She added Norfolk gave her "a lungful of nature" as a skylark rose over the meadow, swallows flitted past and a red kite soared lazily in the distance.
Chris said another theme would allow nature to restore the land as well as ourselves.
"I get two hits when I come to Wild Ken Hill," he said. "The first hit is you can see farming working alongside nature and both doing really well, which is great.
"So much progress is being made here but it's not being taken up by the wider farming fraternity as quickly as possible.
"We've got to break the stranglehold big agriculture holds over proper farming."
Around a quarter of the 4,000-acre Ken Hill estate is being re-wilded, with land being given back to nature. Rare breed Tamworth pigs roam free, along with Exmoor ponies, while beavers have been re-introduced to part of the site along with the threatened curlew.

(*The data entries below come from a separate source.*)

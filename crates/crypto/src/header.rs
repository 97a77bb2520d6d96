//! Signature header parsing.
//!
//! A header is a comma-separated list of `key=value` pairs:
//!
//! ```text
//! t=1632994609,v1=22a8bcdc6bf94abbe664910a4ee885f0a3f859a8c0d50f80e539618938960c08
//! ```
//!
//! `t` holds the signing time in unix seconds. Every entry under the
//! scheme key is a candidate signature. Other keys are ignored.

use std::borrow::Cow;

/// Timestamp state of a parsed header.
#[derive(Debug, Clone, Copy, PartialEq, Eq)]
pub enum HeaderTimestamp {
    /// No `t` entry was present
    Missing,
    /// The last `t` entry was not a base-10 integer
    Invalid,
    /// Seconds since the unix epoch
    Seconds(i64),
}

impl HeaderTimestamp {
    /// The parsed seconds, if any.
    pub fn seconds(&self) -> Option<i64> {
        match self {
            Self::Seconds(seconds) => Some(*seconds),
            _ => None,
        }
    }
}

/// Timestamp and candidate signatures extracted from a header.
#[derive(Debug, Clone, PartialEq, Eq)]
pub struct ParsedHeader {
    /// Value of the last `t` entry
    pub timestamp: HeaderTimestamp,
    /// Values under the scheme key, in order of appearance
    pub signatures: Vec<String>,
}

/// Parse a signature header, collecting signatures under `scheme`.
///
/// Never fails: an empty or garbled header yields a missing timestamp
/// and no signatures.
pub fn parse_header(header: &str, scheme: &str) -> ParsedHeader {
    header.split(',').fold(
        ParsedHeader {
            timestamp: HeaderTimestamp::Missing,
            signatures: Vec::new(),
        },
        |mut accum, item| {
            let (key, value) = item.split_once('=').unwrap_or((item, ""));

            if key == "t" {
                accum.timestamp = value
                    .parse()
                    .map_or(HeaderTimestamp::Invalid, HeaderTimestamp::Seconds);
            }

            if key == scheme {
                accum.signatures.push(value.to_string());
            }

            accum
        },
    )
}

/// A signature header as handed over by the transport layer.
///
/// Byte input is decoded as UTF-8, replacing invalid sequences. A header
/// that shows up more than once arrives as [`SignatureHeader::List`] and
/// is rejected by the verifier.
#[derive(Debug, Clone, PartialEq, Eq)]
pub enum SignatureHeader<'a> {
    /// A single header value
    Single(Cow<'a, str>),
    /// Several values for the same header
    List(Vec<Cow<'a, str>>),
}

impl<'a> From<&'a str> for SignatureHeader<'a> {
    fn from(value: &'a str) -> Self {
        Self::Single(Cow::Borrowed(value))
    }
}

impl<'a> From<&'a String> for SignatureHeader<'a> {
    fn from(value: &'a String) -> Self {
        Self::Single(Cow::Borrowed(value.as_str()))
    }
}

impl From<String> for SignatureHeader<'_> {
    fn from(value: String) -> Self {
        Self::Single(Cow::Owned(value))
    }
}

impl<'a> From<&'a [u8]> for SignatureHeader<'a> {
    fn from(value: &'a [u8]) -> Self {
        Self::Single(String::from_utf8_lossy(value))
    }
}

impl From<Vec<u8>> for SignatureHeader<'_> {
    fn from(value: Vec<u8>) -> Self {
        Self::Single(Cow::Owned(String::from_utf8_lossy(&value).into_owned()))
    }
}

impl<'a> From<Vec<&'a str>> for SignatureHeader<'a> {
    fn from(values: Vec<&'a str>) -> Self {
        Self::List(values.into_iter().map(Cow::Borrowed).collect())
    }
}

impl From<Vec<String>> for SignatureHeader<'_> {
    fn from(values: Vec<String>) -> Self {
        Self::List(values.into_iter().map(Cow::Owned).collect())
    }
}

#[cfg(test)]
mod tests {
    use super::*;

    const SIGNATURE: &str = "22a8bcdc6bf94abbe664910a4ee885f0a3f859a8c0d50f80e539618938960c08";

    #[test]
    fn test_parse_valid_header() {
        let header = format!("t=1632994609,v1={SIGNATURE}");
        let parsed = parse_header(&header, "v1");

        assert_eq!(parsed.timestamp, HeaderTimestamp::Seconds(1632994609));
        assert_eq!(parsed.signatures, vec![SIGNATURE.to_string()]);
    }

    #[test]
    fn test_parse_collects_signatures_in_order() {
        let parsed = parse_header("v1=aa,t=5,v0=zz,v1=bb", "v1");

        assert_eq!(parsed.timestamp, HeaderTimestamp::Seconds(5));
        assert_eq!(parsed.signatures, vec!["aa", "bb"]);
    }

    #[test]
    fn test_parse_last_timestamp_wins() {
        let parsed = parse_header("t=1,t=2", "v1");
        assert_eq!(parsed.timestamp, HeaderTimestamp::Seconds(2));

        let parsed = parse_header("t=1,t=abc", "v1");
        assert_eq!(parsed.timestamp, HeaderTimestamp::Invalid);
    }

    #[test]
    fn test_parse_zero_timestamp_is_found() {
        let parsed = parse_header("t=0", "v1");
        assert_eq!(parsed.timestamp, HeaderTimestamp::Seconds(0));
    }

    #[test]
    fn test_parse_missing_timestamp() {
        let parsed = parse_header("v1=abc", "v1");
        assert_eq!(parsed.timestamp, HeaderTimestamp::Missing);
        assert_eq!(parsed.timestamp.seconds(), None);
    }

    #[test]
    fn test_parse_ignores_unknown_keys() {
        let parsed = parse_header("t=10,v0=old,future=x,noequals", "v1");

        assert_eq!(parsed.timestamp, HeaderTimestamp::Seconds(10));
        assert!(parsed.signatures.is_empty());
    }

    #[test]
    fn test_parse_splits_on_first_equals() {
        let parsed = parse_header("t=1,v1=ab=cd", "v1");
        assert_eq!(parsed.signatures, vec!["ab=cd"]);
    }

    #[test]
    fn test_parse_timestamp_without_value() {
        let parsed = parse_header("t,v1=ab", "v1");
        assert_eq!(parsed.timestamp, HeaderTimestamp::Invalid);
    }

    #[test]
    fn test_parse_uses_given_scheme() {
        let parsed = parse_header("t=1,v1=aa,v2=bb", "v2");
        assert_eq!(parsed.signatures, vec!["bb"]);
    }

    #[test]
    fn test_parse_empty_header() {
        let parsed = parse_header("", "v1");

        assert_eq!(parsed.timestamp, HeaderTimestamp::Missing);
        assert!(parsed.signatures.is_empty());
    }

    #[test]
    fn test_signature_header_from_bytes() {
        let header = SignatureHeader::from(b"t=1,v1=aa".as_slice());
        assert_eq!(header, SignatureHeader::Single(Cow::Borrowed("t=1,v1=aa")));
    }

    #[test]
    fn test_signature_header_from_list() {
        let header = SignatureHeader::from(vec!["t=1", "v1=aa"]);
        assert!(matches!(header, SignatureHeader::List(values) if values.len() == 2));
    }
}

Areas still being farmed are worked without pesticides or fertilisers, with hedgerows left uncut to encourage insects and birds.
What will we see?
Tiny cameras have been hidden in a variety of birds' nests to follow their progress as parents rear their chicks.
They include birds of prey including kestrels, marsh harriers, goshawk and red kites. Farmland birds being watched include linnets, grey partridges and curlews, along with swifts, yellowhammers and redshanks.

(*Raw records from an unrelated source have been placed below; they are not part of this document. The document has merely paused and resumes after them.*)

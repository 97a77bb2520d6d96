//! Payload input from files or stdin

use hooksign_core::{Error, Result, ResultExt};
use std::io::Read;

/// Read the whole input; `-` means stdin
pub fn read_input(path: &str) -> Result<Vec<u8>> {
    if path == "-" {
        let mut buf = Vec::new();
        std::io::stdin()
            .read_to_end(&mut buf)
            .map_err(Error::from)
            .context("Failed to read payload from stdin")?;
        return Ok(buf);
    }

    std::fs::read(path)
        .map_err(Error::from)
        .context(format!("Failed to read payload file {}", path))
}

/// Read the input as UTF-8 text
pub fn read_text(path: &str) -> Result<String> {
    String::from_utf8(read_input(path)?)
        .map_err(|e| Error::invalid_payload(format!("Payload is not valid UTF-8: {}", e)))
}

/// Read the input as a JSON document
pub fn read_json(path: &str) -> Result<serde_json::Value> {
    let bytes = read_input(path)?;
    serde_json::from_slice(&bytes)
        .map_err(Error::from)
        .context(format!("Failed to parse {} as JSON", path))
}
//! Terminal output utilities
//!
//! Status lines go to stderr so that stdout only ever carries the
//! requested header or payload.

use hooksign_core::Error;
use owo_colors::OwoColorize;
use std::str::FromStr;

/// Status message helpers
pub struct Status;

impl Status {
    /// Print a success message
    pub fn success(message: &str) {
        eprintln!("{} {}", "✓".green(), message);
    }

    /// Print an error message
    pub fn error(message: &str) {
        eprintln!("{} {}", "✗".red(), message);
    }

    /// Print a warning message
    pub fn warning(message: &str) {
        eprintln!("{} {}", "⚠".yellow(), message);
    }

    /// Print an info message
    pub fn info(message: &str) {
        eprintln!("{} {}", "ℹ".blue(), message);
    }
}

/// How results and errors are rendered
#[derive(Debug, Clone, Copy, PartialEq, Eq, Default)]
pub enum OutputFormat {
    /// Colored, human-readable lines
    #[default]
    Text,
    /// One JSON document per result
    Json,
}

impl FromStr for OutputFormat {
    type Err = String;

    fn from_str(s: &str) -> Result<Self, Self::Err> {
        match s.to_ascii_lowercase().as_str() {
            "text" => Ok(Self::Text),
            "json" => Ok(Self::Json),
            other => Err(format!("unknown output format '{}', expected text or json", other)),
        }
    }
}

/// Print an error in the requested format
///
/// JSON reports go to stdout so callers can parse them; text goes to stderr.
pub fn print_error(err: &Error, format: OutputFormat) {
    match format {
        OutputFormat::Json => match serde_json::to_string_pretty(&err.to_report()) {
            Ok(json) => println!("{}", json),
            Err(_) => Status::error(&err.to_string()),
        },
        OutputFormat::Text => Status::error(&err.to_string()),
    }
}

/// Format a signature age in seconds for display
pub fn format_age(secs: i64) -> String {
    if secs < 0 {
        return format!("{} in the future", format_age(secs.saturating_neg()));
    }

    if secs < 60 {
        format!("{}s", secs)
    } else if secs < 3600 {
        format!("{}m {}s", secs / 60, secs % 60)
    } else if secs < 86_400 {
        format!("{}h {}m", secs / 3600, (secs % 3600) / 60)
    } else {
        format!("{}d {}h", secs / 86_400, (secs % 86_400) / 3600)
    }
}

/// Format a count with singular/plural
pub fn format_count(count: usize, singular: &str, plural: &str) -> String {
    if count == 1 {
        format!("{} {}", count, singular)
    } else {
        format!("{} {}", count, plural)
    }
}
//! Timestamped HMAC-SHA256 signature headers for webhook payloads.
//!
//! This crate provides:
//! - Canonical string form for structured payloads
//! - Header generation (`t=<timestamp>,v1=<signature>`)
//! - Header verification with constant-time comparison and replay tolerance
//!
//! # Example
//!
//! ```
//! use hooksign_crypto::{generate_header, verify_header_with_tolerance};
//!
//! let header = generate_header("Secret Message", "my-secret", Some(1632994609));
//! verify_header_with_tolerance("Secret Message", header.as_str(), "my-secret", 0).unwrap();
//! ```

#![warn(missing_docs)]

mod error;
mod header;
mod hmac_impl;
mod payload;
mod signature;
pub mod testing;
mod timing;

#[cfg(feature = "wasm")]
mod wasm;

pub use error::{Error, Result, SignatureError, SignatureErrorDetail, SignatureErrorKind};
pub use header::{parse_header, HeaderTimestamp, ParsedHeader, SignatureHeader};
pub use hmac_impl::compute_signature;
pub use payload::generate_payload_string;
pub use signature::{
    generate_header, generate_header_for, verify_header, verify_header_with_tolerance, Verifier,
    DEFAULT_TOLERANCE, EXPECTED_SCHEME,
};
pub use testing::{generate_test_header_string, TestHeaderOptions};
pub use timing::{constant_time_compare, matches_any};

On the marsh, cameras are trained on reedwarblers, common sandpipers, skylarks, long-tailed tits, pintails, shovelers, teal, widgeon, gadwall and garganey.

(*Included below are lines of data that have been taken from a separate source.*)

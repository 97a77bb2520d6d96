//! Inspect command - show the fields of a signature header

use hooksign_cli::output::{format_age, format_count, OutputFormat};
use hooksign_core::config::Config;
use hooksign_core::Result;
use hooksign_crypto::{parse_header, HeaderTimestamp};
use owo_colors::OwoColorize;

/// Run inspect command
pub fn run(config: &Config, header: &str, scheme: Option<&str>, format: OutputFormat) -> Result<()> {
    let scheme = scheme.unwrap_or(&config.schema.verify.scheme);

    let parsed = parse_header(header, scheme);

    let now = chrono::Utc::now().timestamp();

    if format == OutputFormat::Json {
        let (state, seconds) = match parsed.timestamp {
            HeaderTimestamp::Missing => ("missing", None),
            HeaderTimestamp::Invalid => ("invalid", None),
            HeaderTimestamp::Seconds(ts) => ("valid", Some(ts)),
        };
        println!(
            "{}",
            serde_json::json!({
                "scheme": scheme,
                "timestamp": {
                    "state": state,
                    "seconds": seconds,
                    "age_secs": seconds.map(|ts| now.saturating_sub(ts)),
                },
                "signatures": parsed.signatures,
            })
        );
        return Ok(());
    }

    match parsed.timestamp {
        HeaderTimestamp::Missing => println!("{:<11} {}", "Timestamp:".dimmed(), "missing".red()),
        HeaderTimestamp::Invalid => println!("{:<11} {}", "Timestamp:".dimmed(), "invalid".red()),
        HeaderTimestamp::Seconds(ts) => {
            let signed_at = chrono::DateTime::from_timestamp(ts, 0)
                .map(|dt| dt.to_rfc3339())
                .unwrap_or_else(|| "out of range".to_string());
            println!("{:<11} {} ({})", "Timestamp:".dimmed(), ts, signed_at);
            println!("{:<11} {}", "Age:".dimmed(), format_age(now.saturating_sub(ts)));
        }
    }

    println!(
        "{:<11} {}",
        "Scheme:".dimmed(),
        format!("{} ({})", scheme, format_count(parsed.signatures.len(), "signature", "signatures"))
    );
    for signature in &parsed.signatures {
        println!("  {}", signature);
    }

    Ok(())
}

Lenses will also be trained on the beaver enclosure, to see whether the aquatic mammals have bred successfully this spring.
Live cameras have also been installed in a bee colony, to give viewers an insight into how the insects' society operates, watching closely as the queen bee arrives, and the colony grows throughout the show's three-week run.
What else is happening?
Megan McCubbin will be taking us on a spring road trip across the north of England starting in Kielder Forest in Northumberland, the largest man-made woodland in England which is now a haven for wildlife.
Iolo Williams is returning to one of his favourite wildlife havens of all time, bringing us spring's best offerings from the Isle of Mull, which is home to 22 pairs of white-tailed eagles.
When is it on?
Mondays, Tuesdays, Wednesdays and Thursdays on BBC (8pm) until June 16.